• [WHAT YOU ARE ASKED TO DO] Using the word "resolver" as the filter, copy each matching line from the records.

Top of SUPPLIED DATA

impl Preference {
    pub fn new(key: impl Into<String>, kind: PreferenceKind) -> Self {
        Self {
            key: key.into(),
            namespace: document::DEFAULT_NAMESPACE.to_string(),
            name: None,
            description: None,
            dependency: None,
            kind,
        }
    }

    pub fn type_name(&self) -> &'static str {
        self.kind.type_name()
    }

    /// Dependency satisfied (or absent) and not a dismissed message
    pub fn allow_display(&self) -> bool {
        let passed = self.dependency.as_ref().is_none_or(|dependency| dependency.passed);
        let dismissed = matches!(&self.kind, PreferenceKind::Message(message) if message.dismissed);
        passed && !dismissed
    }

    /// Whether this preference's current value satisfies `dependency`.
    /// Kinds without a comparable value never block display.
    pub fn meets_dependency(&self, dependency: Option<&Dependency>) -> bool {
        let Some(dependency) = dependency else {
            return true;
        };
        match &self.kind {
            PreferenceKind::Boolean(pref) => pref.meets_dependency(dependency),
            PreferenceKind::List(pref) => pref.meets_dependency(dependency),
            PreferenceKind::AppList(pref) => pref.meets_dependency(dependency),
            PreferenceKind::IntSeekbar(params) => params.meets_dependency(dependency),
            PreferenceKind::FloatSeekbar(params) => params.meets_dependency(dependency),
            _ => true,
        }
    }

    /// Evaluate `child`'s dependency with `self` as the parent
    pub fn meets_dependency_of(&self, child: &Preference) -> bool {
        self.meets_dependency(child.dependency.as_ref())
    }

    /// Description for the current state; only switches vary it
    pub fn context_description(&self) -> Option<&str> {
        match &self.kind {
            PreferenceKind::Boolean(pref) => pref.context_description(self.description.as_deref()),
            _ => self.description.as_deref(),
        }
    }

    /// Store key whose presence means the value was persisted before
    pub fn persisted_key(&self) -> Option<String> {
        match &self.kind {
            PreferenceKind::Boolean(_) | PreferenceKind::List(_) | PreferenceKind::Color(_) => {
                Some(self.key.clone())
            }
            // Absent app fields are removed on save, so only a written one counts
            PreferenceKind::AppList(app) => {
                if app.app_activity.is_some() {
                    Some(self.key.clone())
                } else if app.app_package.is_some() {
                    Some(app_list::package_key(&self.key))
                } else {
                    app.app_name.as_ref().map(|_| app_list::nice_name_key(&self.key))
                }
            }
            PreferenceKind::IntSeekbar(_) | PreferenceKind::FloatSeekbar(_) => {
                Some(seekbar::value_key(&self.key))
            }
            PreferenceKind::Message(message) if message.dismissible => {
                Some(message::dismissed_key(&self.key))
            }
            _ => None,
        }
    }

    pub fn load(&mut self, store: &dyn PreferenceStore) {
        let key = self.key.as_str();
        match &mut self.kind {
            PreferenceKind::Boolean(pref) => pref.load(key, store),
            PreferenceKind::List(pref) => pref.load(key, store),
            PreferenceKind::AppList(pref) => pref.load(key, store),
            PreferenceKind::Color(pref) => pref.color.load(key, store),
            PreferenceKind::ColorGroup(group) => {
                for child in group.colors.iter_mut() {
                    child.load(store);
                }
            }
            PreferenceKind::Message(message) if message.dismissible => message.load(key, store),
            PreferenceKind::IntSeekbar(params) => params.load(key, store),
            PreferenceKind::FloatSeekbar(params) => params.load(key, store),
            PreferenceKind::Group(group) => group.load(store),
            _ => {}
        }
    }

    pub fn save(&self, editor: &mut StoreEditor) {
        let key = self.key.as_str();
        match &self.kind {
            PreferenceKind::Boolean(pref) => pref.save(key, editor),
            PreferenceKind::List(pref) => pref.save(key, editor),
            PreferenceKind::AppList(pref) => pref.save(key, editor),
            PreferenceKind::Color(pref) => pref.color.save(key, editor),
            PreferenceKind::ColorGroup(group) => {
                for child in group.colors.iter() {
                    child.save(editor);
                }
            }
            PreferenceKind::Message(message) if message.dismissible => message.save(key, editor),
            PreferenceKind::IntSeekbar(params) => params.save(key, editor),
            PreferenceKind::FloatSeekbar(params) => params.save(key, editor),
            PreferenceKind::Group(group) => group.save(editor),
            _ => {}
        }
    }

    /// Queue the current value if the store has nothing for it yet.
    /// Containers recurse into their children.
    pub(crate) fn pre_init_into(
        &self,
        store: &dyn PreferenceStore,
        editor: &mut StoreEditor,
        initialised: &mut usize,
    ) {
        if let Some(children) = self.children() {
            for child in children.iter() {
                child.pre_init_into(store, editor, initialised);
            }
            return;
        }

        let Some(persisted) = self.persisted_key() else {
            return;
        };
        if store.contains_key(&persisted) {
            return;
        }
        debug!(key = %self.key, "Initialising missing preference value");
        self.save(editor);
        *initialised += 1;
    }

    /// Move this preference, and any children, into another store partition
    pub fn set_namespace(&mut self, namespace: &str) {
        self.namespace = namespace.to_string();
        match &mut self.kind {
            PreferenceKind::ColorGroup(group) => {
                for child in group.colors.iter_mut() {
                    child.set_namespace(namespace);
                }
            }
            PreferenceKind::Group(group) => {
                group.namespace = namespace.to_string();
                group.apply_namespace();
            }
            _ => {}
        }
    }

    /// Children of container kinds
    pub fn children(&self) -> Option<&Children> {
        match &self.kind {
            PreferenceKind::ColorGroup(group) => Some(&group.colors),
            PreferenceKind::Group(group) => Some(group.children()),
            _ => None,
        }
    }

    /// Route an update for a descendant key into this container
    pub(crate) fn notify_child_update(&mut self, updated: Preference) -> Option<usize> {
        match &mut self.kind {
            PreferenceKind::ColorGroup(group) => group.notify_update(updated),
            PreferenceKind::Group(group) => group.notify_update(updated),
            _ => {
                warn!(key = %self.key, child = %updated.key, "Preference has no children to update");
                None
            }
        }
    }

    /// Same key and kind, i.e. the same row in a displayed list
    pub fn same_object(&self, other: &Preference) -> bool {
        self.key == other.key && self.type_name() == other.type_name()
    }

    /// Shallow comparison of what a list row shows. Color groups compare
    /// their settings and child count; nested groups compare child keys.
    pub fn same_contents(&self, other: &Preference) -> bool {
        if self.name != other.name
            || self.description != other.description
            || self.allow_display() != other.allow_display()
        {
            return false;
        }
        match (&self.kind, &other.kind) {
            (PreferenceKind::ColorGroup(a), PreferenceKind::ColorGroup(b)) => {
                a.alpha_enabled == b.alpha_enabled && a.colors.len() == b.colors.len()
            }
            (PreferenceKind::Group(a), PreferenceKind::Group(b)) => {
                a.name == b.name && a.same_contents(b)
            }
            (a, b) => a == b,
        }
    }

    /// Mark a dismissible message as dismissed. Returns false for anything else.
    pub fn dismiss(&mut self) -> bool {
        match &mut self.kind {
            PreferenceKind::Message(message) if message.dismissible => {
                message.dismissed = true;
                true
            }
            _ => {
                debug!(key = %self.key, kind = self.type_name(), "Preference cannot be dismissed");
                false
            }
        }
    }

    /// Apply a value typed as text, e.g. from the command line.
    ///
    /// Lists take an option index, colors take `#AARRGGBB`/`#RRGGBB` or a
    /// decimal ARGB, app lists take `package/activity`. Returns false when
    /// the text does not fit the kind, leaving the preference unchanged.
    pub fn set_from_text(&mut self, text: &str, resolver: &dyn ResourceResolver) -> bool {
        let text = text.trim();
        let applied = match &mut self.kind {
            PreferenceKind::Boolean(pref) => parse_switch(text).map(|checked| pref.checked = checked),
            PreferenceKind::List(pref) => text
                .parse::<i32>()
                .ok()
                .map(|index| pref.select(index, resolver)),
            PreferenceKind::AppList(pref) => text.split_once('/').map(|(package, activity)| {
                let name = pref.app_name.clone().unwrap_or_else(|| package.to_string());
                pref.select(&name, package, activity)
            }),
            PreferenceKind::Color(pref) => resources::parse_color(text).map(|color| {
                pref.color = ColorItem::new(color);
            }),
            PreferenceKind::Message(message) if message.dismissible => {
                parse_switch(text).map(|dismissed| message.dismissed = dismissed)
            }
            PreferenceKind::IntSeekbar(params) => {
                i32::parse_value(text).map(|value| params.set_value(value))
            }
            PreferenceKind::FloatSeekbar(params) => {
                f32::parse_value(text).map(|value| params.set_value(value))
            }
            _ => None,
        };

        if applied.is_none() {
            warn!(key = %self.key, kind = self.type_name(), value = %text, "Value does not apply to preference");
        }
        applied.is_some()
    }
}

fn parse_switch(text: &str) -> Option<bool> {
    match text.to_ascii_lowercase().as_str() {
        "true" | "on" | "yes" | "1" => Some(true),
        "false" | "off" | "no" | "0" => Some(false),
        _ => None,
    }
}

Bottom of SUPPLIED DATA

• [RESPONSE TO THIS EXERCISE]
    pub fn set_from_text(&mut self, text: &str, resolver: &dyn ResourceResolver) -> bool {
                .map(|index| pref.select(index, resolver)),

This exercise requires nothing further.